As scary places go, the mind might just be the scariest. Particularly if the mind you’re occupying at the moment is the one inside the skull of Dennis Cleg, the psychotic protagonist of Patrick McGrath’s novel, Spider.

On top of being frightening, it’s also chaotic, confused, and particularly unreliable. But none of that makes it any less compelling.

Cleg, or Spider, as he prefers to be called, is a mental patient who has been released to a half-way house in 1957 London. He tells you right up front that he often becomes “uncoupled”. Meaning he loses his grip on what he’s doing at the moment. Whatever that might be. Walking, talking, etc. He also tells you that his long-term memory is vastly superior to his short-term memory. In other words, while he has a devil of a time telling you what he did yesterday, he can easily remember virtually everything that happened in his childhood. And it’s those childhood memories that form the core of Spider’s story.

Author Patrick McGrath has fashioned a devastatingly moving tale of insanity from the inside out. As Spider tells his story, we emphasize with his harsh upbringing in a particularly poverty pocked neighborhood in London’s East End. We feel the childhood terrors Spider is forced to endure at the hands of his brutish lout of a father. We sympathize with his frail and loving mother. We agonize over the traumatic event that precipitates Spider’s descent into madness. But…we also begin to question whether or not we’re really hearing the true story. Truth is often hard to find. In Spider’s mind, it may be impossible to locate.
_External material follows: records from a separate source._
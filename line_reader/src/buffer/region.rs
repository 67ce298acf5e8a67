// Copyright (c) 2025 R3BL LLC. Licensed under Apache License, Version 2.0.

use std::ops::Range;

use serde::{Deserialize, Serialize};
use strum_macros::{Display, EnumString};

use super::Buffer;

/// How the span between mark and cursor is interpreted.
#[derive(Clone, Copy, Debug, Default, PartialEq, Eq, Hash, Display, EnumString, Serialize, Deserialize)]
#[strum(serialize_all = "SCREAMING_SNAKE_CASE")]
pub enum RegionType {
    #[default]
    None,
    /// Character wise, used by emacs mark and vi `v`.
    Char,
    /// Whole lines, used by vi `V`.
    Line,
}

impl Buffer {
    /// The span covered by the region, or `None` when no region is active or no mark
    /// is set. A [`RegionType::Char`] region runs from the smaller of mark and cursor up
    /// to (not including) the larger one; with `inclusive` the char under the larger
    /// position is included too, as vi visual mode does. A [`RegionType::Line`] region
    /// grows to whole lines, including the newline that ends the last one.
    #[must_use]
    pub fn region_bounds(&self, region_type: RegionType, inclusive: bool) -> Option<Range<usize>> {
        let mark = self.mark()?;
        let (lo, hi) = if mark <= self.cursor() {
            (mark, self.cursor())
        } else {
            (self.cursor(), mark)
        };
        match region_type {
            RegionType::None => None,
            RegionType::Char => {
                let end = if inclusive { (hi + 1).min(self.len()) } else { hi };
                Some(lo..end)
            }
            RegionType::Line => Some(self.line_span(lo, hi)),
        }
    }

    /// Whole lines covering `lo..=hi`. The trailing newline is part of the span; for
    /// the last line, the newline before it is taken instead so that deleting the span
    /// leaves no empty line behind.
    #[must_use]
    pub fn line_span(&self, lo: usize, hi: usize) -> Range<usize> {
        let start = self.line_start(lo);
        let end = self.line_end(hi);
        if end < self.len() {
            start..end + 1
        } else if start > 0 {
            start - 1..end
        } else {
            start..end
        }
    }
}
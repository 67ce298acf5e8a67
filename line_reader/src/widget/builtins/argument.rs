// Copyright (c) 2025 R3BL LLC. Licensed under Apache License, Version 2.0.

use super::motion;
use crate::{Key, LineReader, WidgetResult};

/// Add the digit of the key that ran this widget (`Alt-3`, or `3` in vi command mode).
/// Letters are digits too once `argument-base` raised the radix.
pub(super) fn digit_argument(reader: &mut LineReader) -> WidgetResult {
    let digit = match reader.state.keys.last().map(|key| key.key()) {
        Some(Key::Character(ch)) => ch.to_digit(36),
        _ => None,
    };
    match digit {
        Some(digit) => Ok(reader.state.argument.digit_argument(digit)),
        None => Ok(false),
    }
}

pub(super) fn neg_argument(reader: &mut LineReader) -> WidgetResult {
    reader.state.argument.neg_argument();
    Ok(true)
}

pub(super) fn universal_argument(reader: &mut LineReader) -> WidgetResult {
    reader.state.argument.universal_argument();
    Ok(true)
}

pub(super) fn argument_base(reader: &mut LineReader) -> WidgetResult {
    Ok(reader.state.argument.argument_base())
}

/// `0` continues a count that was started, and moves to the start of the line
/// otherwise.
pub(super) fn vi_digit_or_beginning_of_line(reader: &mut LineReader) -> WidgetResult {
    if reader.state.argument.is_active() {
        return digit_argument(reader);
    }
    motion::vi_beginning_of_line(reader)
}
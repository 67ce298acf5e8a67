// Copyright (c) 2025 R3BL LLC. Licensed under Apache License, Version 2.0.

//! A fixed-capacity ring buffer on the heap. Once full, adding an item drops the
//! oldest one. Used by the kill ring and the undo history, which both need a bound and
//! both need to address items relative to the newest one.

use std::fmt::Debug;

/// Index `0` is the oldest item and `len() - 1` is the newest.
#[derive(Clone, Debug, PartialEq, Eq)]
pub struct RingBufferHeap<T, const N: usize> {
    internal_storage: Vec<Option<T>>,
    head: usize,
    tail: usize,
    count: usize,
}

impl<T, const N: usize> Default for RingBufferHeap<T, N> {
    fn default() -> Self { Self::new() }
}

impl<T, const N: usize> RingBufferHeap<T, N> {
    #[must_use]
    pub fn new() -> Self {
        Self {
            internal_storage: Vec::with_capacity(N),
            head: 0,
            tail: 0,
            count: 0,
        }
    }

    #[must_use]
    pub fn capacity(&self) -> usize { N }

    #[must_use]
    pub fn len(&self) -> usize { self.count }

    #[must_use]
    pub fn is_empty(&self) -> bool { self.count == 0 }

    pub fn clear(&mut self) {
        self.head = 0;
        self.tail = 0;
        self.count = 0;
        self.internal_storage.iter_mut().for_each(|x| *x = None);
    }

    #[must_use]
    pub fn get(&self, index: usize) -> Option<&T> {
        if index >= self.count {
            return None;
        }
        let actual_index = (self.tail + index) % N;
        self.internal_storage
            .get(actual_index)
            .and_then(|item| item.as_ref())
    }

    pub fn get_mut(&mut self, index: usize) -> Option<&mut T> {
        if index >= self.count {
            return None;
        }
        let actual_index = (self.tail + index) % N;
        self.internal_storage
            .get_mut(actual_index)
            .and_then(|item| item.as_mut())
    }

    /// `offset` counts back from the newest item, `0` being the newest.
    #[must_use]
    pub fn get_from_newest(&self, offset: usize) -> Option<&T> {
        let index = self.count.checked_sub(offset + 1)?;
        self.get(index)
    }

    #[must_use]
    pub fn newest(&self) -> Option<&T> { self.get_from_newest(0) }

    pub fn newest_mut(&mut self) -> Option<&mut T> {
        let index = self.count.checked_sub(1)?;
        self.get_mut(index)
    }

    /// Insert at head (ie, insert the newest item).
    pub fn add(&mut self, value: T) {
        if N == 0 {
            return;
        }
        if self.count == N {
            let _unused: Option<_> = self.remove();
        }
        // After `remove_head` or `truncate`, head sits inside the storage already
        // grown, so the slot there is reused instead of pushing past a hole.
        if self.head < self.internal_storage.len() {
            self.internal_storage[self.head] = Some(value);
        } else {
            self.internal_storage.push(Some(value));
        }
        self.head = (self.head + 1) % N;
        self.count = std::cmp::min(self.count + 1, N);
    }

    /// Remove from tail (ie, remove the oldest item).
    pub fn remove(&mut self) -> Option<T> {
        if self.count == 0 || self.internal_storage.is_empty() {
            return None;
        }
        let value = self.internal_storage[self.tail].take();
        self.tail = (self.tail + 1) % N;
        self.count -= 1;
        value
    }

    /// Remove from head (ie, remove the newest item). This is the opposite of
    /// [`Self::remove`].
    pub fn remove_head(&mut self) -> Option<T> {
        if self.count == 0 || self.internal_storage.is_empty() {
            return None;
        }
        self.head = (self.head + N - 1) % N;
        let value = self.internal_storage[self.head].take();
        self.count -= 1;
        value
    }

    /// Delete the items from the given index to the end of the buffer.
    pub fn truncate(&mut self, index: usize) {
        if index >= self.count {
            return;
        }
        let actual_index = (self.tail + index) % N;
        for i in 0..(self.count - index) {
            let wrapped_index = (actual_index + i) % N;
            self.internal_storage[wrapped_index] = None;
        }
        self.head = actual_index;
        self.count = index;
    }

    #[must_use]
    pub fn iter(&self) -> RingBufferHeapIterator<'_, T, N> {
        RingBufferHeapIterator {
            ring_buffer: self,
            iterator_index: 0,
        }
    }
}

/// This implementation allows the ring buffer to be used in a for loop directly.
impl<'a, T, const N: usize> IntoIterator for &'a RingBufferHeap<T, N> {
    type Item = &'a T;
    type IntoIter = RingBufferHeapIterator<'a, T, N>;

    fn into_iter(self) -> Self::IntoIter { self.iter() }
}

#[derive(Debug)]
pub struct RingBufferHeapIterator<'a, T, const N: usize> {
    ring_buffer: &'a RingBufferHeap<T, N>,
    iterator_index: usize,
}

impl<'a, T, const N: usize> Iterator for RingBufferHeapIterator<'a, T, N> {
    type Item = &'a T;

    fn next(&mut self) -> Option<Self::Item> {
        let item = self.ring_buffer.get(self.iterator_index)?;
        self.iterator_index += 1;
        Some(item)
    }
}

#[cfg(test)]
mod tests {
    use super::*;
    use pretty_assertions::assert_eq;

    #[test]
    fn test_add_past_capacity_drops_oldest() {
        let mut ring_buffer = RingBufferHeap::<&str, 3>::new();
        for it in ["one", "two", "three", "four"] {
            ring_buffer.add(it);
        }
        assert_eq!(ring_buffer.len(), 3);
        assert_eq!(ring_buffer.get(0), Some(&"two"));
        assert_eq!(ring_buffer.newest(), Some(&"four"));
        assert_eq!(ring_buffer.get_from_newest(2), Some(&"two"));
        assert_eq!(ring_buffer.get_from_newest(3), None);
    }

    #[test]
    fn test_remove_head_and_remove() {
        let mut ring_buffer = RingBufferHeap::<i32, 4>::new();
        ring_buffer.add(1);
        ring_buffer.add(2);
        ring_buffer.add(3);
        assert_eq!(ring_buffer.remove_head(), Some(3));
        assert_eq!(ring_buffer.remove(), Some(1));
        assert_eq!(ring_buffer.iter().copied().collect::<Vec<_>>(), vec![2]);
    }

    #[test]
    fn test_add_after_remove_head_reuses_slot() {
        let mut ring_buffer = RingBufferHeap::<i32, 5>::new();
        ring_buffer.add(1);
        ring_buffer.add(2);
        ring_buffer.add(3);
        assert_eq!(ring_buffer.remove_head(), Some(3));
        ring_buffer.add(4);
        assert_eq!(ring_buffer.len(), 3);
        assert_eq!(ring_buffer.iter().copied().collect::<Vec<_>>(), vec![1, 2, 4]);
        assert_eq!(ring_buffer.get(2), Some(&4));
        assert_eq!(ring_buffer.remove_head(), Some(4));
        assert_eq!(ring_buffer.remove_head(), Some(2));
        assert_eq!(ring_buffer.remove_head(), Some(1));
        assert_eq!(ring_buffer.remove_head(), None);
    }

    #[test]
    fn test_truncate_then_add() {
        let mut ring_buffer = RingBufferHeap::<i32, 3>::new();
        for it in 1..=5 {
            ring_buffer.add(it);
        }
        // Holds 3, 4, 5 with wrapped storage.
        ring_buffer.truncate(1);
        assert_eq!(ring_buffer.iter().copied().collect::<Vec<_>>(), vec![3]);
        ring_buffer.add(6);
        ring_buffer.add(7);
        ring_buffer.add(8);
        assert_eq!(ring_buffer.iter().copied().collect::<Vec<_>>(), vec![6, 7, 8]);
    }

    #[test]
    fn test_newest_mut() {
        let mut ring_buffer = RingBufferHeap::<String, 2>::new();
        ring_buffer.add("ab".to_string());
        if let Some(it) = ring_buffer.newest_mut() {
            it.push('c');
        }
        assert_eq!(ring_buffer.newest().map(String::as_str), Some("abc"));
    }
}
Ambiguity is ever present in Spider’s tale of woe. How much is real and how much is imagined? In real life, the author’s father oversaw mental patients. No doubt their frequent inability to separate fantasy from reality had a permanent effect on McGrath. He’s certainly put it to marvelous use in this spellbinding tale of schizophrenia.

Of the many things that Spider says, of the many ways he draws you deeper and deeper into his disturbed existence, perhaps none is more heartbreaking than when he shares the tragic line:
To be awake is to be available to torment, and this is the full complete meaning of life.

Spider is at once a mesmerizing thriller, an intricate case study, and an intensely horrifying peek at what might cause many to intone, “There, but for the grace of God, go I.” Written over twenty years ago, about an era some sixty years gone now, it still feels as frighteningly relevant as waking up in a cold sweat.

A movie was made of Spider in 2002. It starred Ralph Fiennes who was exceptional in the title role. But as good as the film was, it doesn’t quite equal the lyrical literary unraveling of the web that Patrick McGrath takes you through in his disturbingly real novel.

If you’re like the Fiction Fortune Hunter, and every now and then, you actually enjoy being a bit creeped out, pull this Spider off the shelves. You won’t soon forget it.